There are moments when you realize just how lucky you are to be with your partner. When you understand with perfect clarity why it didn’t work with any others and how blessed you are to have love of your partner. While I realize this every day, how incredible blessed I am to have my man, I was reminded again recently.
There have been many articles written on the whys of ghosting, from both points of view of the “ghoster” and the “ghostee”. Personally I have never understood why people ghost others. Unless your life is in danger, there seems to be no reason other than cowardice honestly.
Part of being a mature adult is having those uncomfortable conversations. And whether it’s the “It’s not you, it’s me” or “We’re in different places,” or whatever, talk, it should be done especially if you have been dating for a fair amount of time. And it should be done face to face if at all possible. If you are not mature enough to handle the breaking up part of dating, then you are not mature enough to date.
I have been both broken up with and the one ending the relationship. And neither is pleasant, but you do it because you are a grown. You do it because that is the right thing to do. You do not chicken out and taken the coward’s exit.
Having said that, we all have those ex’s that surface every few years, for…whatever reason. I have only been ghosted once, and that was enough. The man and I had been dating almost a year. Everything was fine, there were no issues of which I was aware. He offered to cook dinner for my friends and I, but bailed at the last minute because he “needed to mow his lawn,” (not joking). I never heard from him again. Until today, 5 years later.
Linkedin is a professional site, so I was surprised to find a message from him saying hello and that he hoped I was well.
After I recover from shock, to be polite I respond that “I am fantastic, hope you are too,” thinking that would be the end. No, the ex felt compelled to catch me up on the last 5 years, right down to what his kids were doing.
Thinking Linkedin is a wildly inappropriate please to reconnect with an old flame, I respond simply that I am very happy and getting married. That is usually a signal to most men that they should move on. This was not the case. Instead, this ex that ghosted me 5 years ago responds in a way that is pure arrogance, “I am happy for you! He is a lucky man. remind him of that, often.”
One of the blessings of being older is you really don’t care who you offend, or how you are perceived. So I remind him that he ghosted me 5 years ago, bluntly asking him why he was contacting me, on a professional site and what did he want?

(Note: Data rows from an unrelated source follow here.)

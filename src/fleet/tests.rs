use super::*;
use serde_json::json;

fn loc(port: u16) -> Location {
    format!("127.0.0.1:{port}").parse().unwrap()
}

#[tokio::test]
async fn pick_server_prefers_least_loaded() {
    let fleet = Fleet::new();
    let node = loc(9000);
    fleet.upsert_node(node, None).await;

    let mut busy = Server::new("calc", loc(9001), node);
    busy.place_task(RemoteTask::new(uuid::Uuid::new_v4(), "f", json!([]), json!({})));
    fleet.add_server(node, busy).await.unwrap();
    fleet.add_server(node, Server::new("calc", loc(9002), node)).await.unwrap();

    let picked = fleet.pick_server("calc").await.unwrap();
    assert_eq!(picked, loc(9002));
}

#[tokio::test]
async fn pick_server_errors_when_name_unknown() {
    let fleet = Fleet::new();
    let err = fleet.pick_server("missing").await.unwrap_err();
    assert!(matches!(err, DiscoroError::NoServerAvailable { .. }));
}

#[tokio::test]
async fn remove_node_drops_all_its_servers_from_the_name_index() {
    let fleet = Fleet::new();
    let node = loc(9000);
    fleet.upsert_node(node, None).await;
    fleet.add_server(node, Server::new("calc", loc(9001), node)).await.unwrap();

    fleet.remove_node(&node).await;
    let err = fleet.pick_server("calc").await.unwrap_err();
    assert!(matches!(err, DiscoroError::NoServerAvailable { .. }));
}

#[tokio::test]
async fn zombie_servers_reports_stale_pulses_only() {
    let fleet = Fleet::new();
    let node = loc(9000);
    fleet.upsert_node(node, None).await;
    let mut server = Server::new("calc", loc(9001), node);
    server.status = crate::message::DiscoroStatus::ServerInitialized;
    fleet.add_server(node, server).await.unwrap();

    let fresh = fleet.zombie_servers(std::time::Duration::from_secs(60)).await;
    assert!(fresh.is_empty());

    let stale = fleet.zombie_servers(std::time::Duration::from_millis(0)).await;
    assert_eq!(stale, vec![(node, loc(9001))]);
}

#[tokio::test]
async fn place_task_and_mark_pulse_round_trip() {
    let fleet = Fleet::new();
    let node = loc(9000);
    let server_loc = loc(9001);
    fleet.upsert_node(node, None).await;
    fleet.add_server(node, Server::new("calc", server_loc, node)).await.unwrap();

    let task_id = uuid::Uuid::new_v4();
    fleet
        .place_task(&node, &server_loc, RemoteTask::new(task_id, "f", json!([]), json!({})))
        .await
        .unwrap();
    fleet.mark_pulse(&node, &server_loc).await;

    let nodes = fleet.snapshot_nodes().await;
    let server = &nodes[0].servers[&server_loc];
    assert_eq!(server.load(), 1);
}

Apparently he was rather upset that his bad behavior was called out and the door was slammed in his face, because he incredibly defensive and told me he was blocking me.
Life is short. Too short to deal with arrogant narcissists. Ladies, if he slides into your DMs without an apology, or explanation…have a good laugh then slam that door so fast, so loud, and so hard, that he will have to pry that doorknob out of his arse. That’s what he gets for disrespecting you in the first place. And be thankful when you find a real man who knows how to treat a woman and a lady.